DNA的分离和检测是基因研究所涉及的重要技术手段。检测的DNA可以是扩增或非扩增的样品。对于非扩增样品，由于拷贝有限，往往需要大量的组织或细胞；对于扩增样品，由于实际生物样品中的DNA的浓度一般较低，即使经过聚合酶链反应(PCR)扩增后，亦不能保证达到足够的检测灵敏度，解决这个问题方法是增加聚合酶链反应次数，其代价是更多的试剂和时间消耗。对于传统的芯片电泳和毛细管电泳分析方法，虽然增加进样量可以提高检测灵敏度，但同时也造成分离效率的降低。等速电泳预浓缩是一种通过增加进样量来提高检测灵敏度而不影响分离效率的有效方法。由于基于传统毛细管电泳平台的等速电泳预浓缩-分离结合方法所需设备接口非常复杂，同时造成较大的死体积而影响了其实际应用价值，而使用微流控芯片平台可以方便地实现这种等速电泳预浓缩-分离结合方法。先前的分离方法并未在微流控制芯片上将预浓缩和浓缩后电泳分离结合，这种实现在线DNA预浓缩-分离的微流控芯片及其分析方法并未具有相关报道。

发明内容：

本发明的目的在于提供一种设计灵活、加工简单、分析更加灵敏、快速和分离高效的微流控芯片DNA分离及分析方法。

为实现上述目的，本发明所采用的技术方案为：

芯片由前导缓冲液池、样品池、样品废液池、缓冲液废液池、尾随缓冲液池以及之间的通道构成。其中，尾随缓冲液池在样品池外侧，前导缓冲液池设置于样品池和缓冲液废液池之间。邻近于缓冲液废液池内侧设有分离检测点，于前导缓冲液池的延伸通道与分离通道的交叉点处设置有预浓缩检测点。

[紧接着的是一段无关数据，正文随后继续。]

use anchor_lang::prelude::*;

use crate::errors::MarketError;

#[account]
#[derive(Default, Debug)]
pub struct Marketplace {
    /// Privileged account for vault, reward and epoch configuration
    pub owner: Pubkey,

    /// Mint of the protocol reward token
    pub reward_mint: Pubkey,

    /// Program id of the punk registry; bids on this collection use the registry instead of SPL
    pub punk_registry: Pubkey,

    /// Next id handed out to a bid
    pub next_bid_id: u64,

    /// Next id handed out to an option bid
    pub next_option_id: u64,

    /// Bump of the market authority PDA
    pub authority_bump: u8,

    /// Bump seed for PDA derivation
    pub bump: u8,

    /// Reserved space for future upgrades
    pub _reserved: [u8; 32],
}

impl Marketplace {
    pub const LEN: usize = 8 + // discriminator
        32 + // owner
        32 + // reward_mint
        32 + // punk_registry
        8 + // next_bid_id
        8 + // next_option_id
        1 + // authority_bump
        1 + // bump
        32; // _reserved

    /// The single authorization check behind every privileged instruction.
    pub fn authorize(&self, caller: &Pubkey) -> Result<()> {
        require_keys_eq!(*caller, self.owner, MarketError::NotOwner);
        Ok(())
    }

    pub fn is_punk_collection(&self, collection: &Pubkey) -> bool {
        *collection == self.punk_registry
    }

    pub fn take_bid_id(&mut self) -> Result<u64> {
        let id = self.next_bid_id;
        self.next_bid_id = id.checked_add(1).ok_or(MarketError::MathOverflow)?;
        Ok(id)
    }

    pub fn take_option_id(&mut self) -> Result<u64> {
        let id = self.next_option_id;
        self.next_option_id = id.checked_add(1).ok_or(MarketError::MathOverflow)?;
        Ok(id)
    }
}

#[cfg(test)]
mod tests {
    use super::*;
    use crate::test_utils::assert_market_error;

    #[test]
    fn authorize_rejects_non_owner() {
        let owner = Pubkey::new_unique();
        let marketplace = Marketplace { owner, ..Default::default() };

        assert!(marketplace.authorize(&owner).is_ok());
        assert_market_error(marketplace.authorize(&Pubkey::new_unique()), MarketError::NotOwner);
    }

    #[test]
    fn ids_are_monotonic_and_independent() {
        let mut marketplace = Marketplace::default();

        assert_eq!(marketplace.take_bid_id().unwrap(), 0);
        assert_eq!(marketplace.take_bid_id().unwrap(), 1);
        assert_eq!(marketplace.take_option_id().unwrap(), 0);
        assert_eq!(marketplace.next_bid_id, 2);
    }
}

在尾随缓冲液池和前导缓冲液之间设置有样品废液池；所述样品废液池和样品池之间的有效样品区域为0.5-20cm。

当样品废液池处于样品池和前导缓冲液之间时，前导缓冲液和样品废液池之间有效区域为0.5-15cm；

或当样品池处于样品废液池和前导缓冲液之间时，前导缓冲液和样品池之间有效区域为0.5-15cm。

DNA在线分离微流控芯片的微流分析方法：

1)当样品废液池处于样品池和前导缓冲液之间时，样品废液池和缓冲液废液池之间注入前导缓冲液，在样品废液池和样品池之间注入所要分析的样品，在样品池和尾随缓冲液池之间注入尾随缓冲液；

或当样品池处于样品废液池和前导缓冲液之间时，样品池和缓冲液废液池之间注入前导缓冲液，在样品废液池和样品池之间注入所要分析的样品，在样品废液池和尾随缓冲液池之间注入尾随缓冲液；

2)此时尾随缓冲液池接地，前导缓冲液池接高压(电压为100-5000伏)，使前导液、样品、尾随液沿通道迁移，此时通过预浓缩检测点即可以检测到样品，完成样品浓缩；最后分离，前导缓冲液池接地，缓冲液废液池接高压，此时通过分离检测点即可以检测到样品。

所述各盛液池与电极相连，所有在线电泳预浓缩分离分析步骤通过常规自动的电极切换来控制。

所述前导缓冲液中的阴离子的迁移速度快于样品中的阴离子，前导缓冲液可为：氯离子，磷酸根离子或硼酸根离子等。

所述尾随缓冲液中的阴离子的迁移速度慢于样品中的阴离子，尾随缓冲液可为：3-(N-吗啡啉)丙磺酸、N-(乙-羟乙基)哌嗪-N-2乙烷磺酸、N-三(羟甲基)甲基-3-氨基丙磺酸等阴离子等。

样品用荧光染料标记并加入筛分介质，所述筛分介质可以为无胶筛分的羟丙甲纤维素、羟丙纤维素、羟乙基纤维素、羟丙基甲基纤维素、聚维酮、聚乙烯醇、聚乙二醇、聚丙烯酰胺或琼脂糖；所述荧光染料可为共价标记染料或非共价标记染料，共价标记染料可为：FITC系列、BODIPY系列、Cy系列、罗丹明系列、Alexa Fluor系列、DABCYL、HEX、JOX、NAP、Oregon Green 488、Pyrene、ROX、TAMARA、TET或Texas red；非共价标记染料可为：SYBR系列、Cyanine系列、SYTOX系列、Thiazole系列或溴乙锭。

本发明具有如下优点：

1.本发明将在线电泳预浓缩和浓缩后电泳分离结合在同一微流控芯片，该微流控芯片设计灵活、加工简单。

2.操作简便，灵敏度高。采用本发明电泳快速分离的分析方法，整个分析过程时间小于500秒，灵敏度比常规的十字进样方法提高。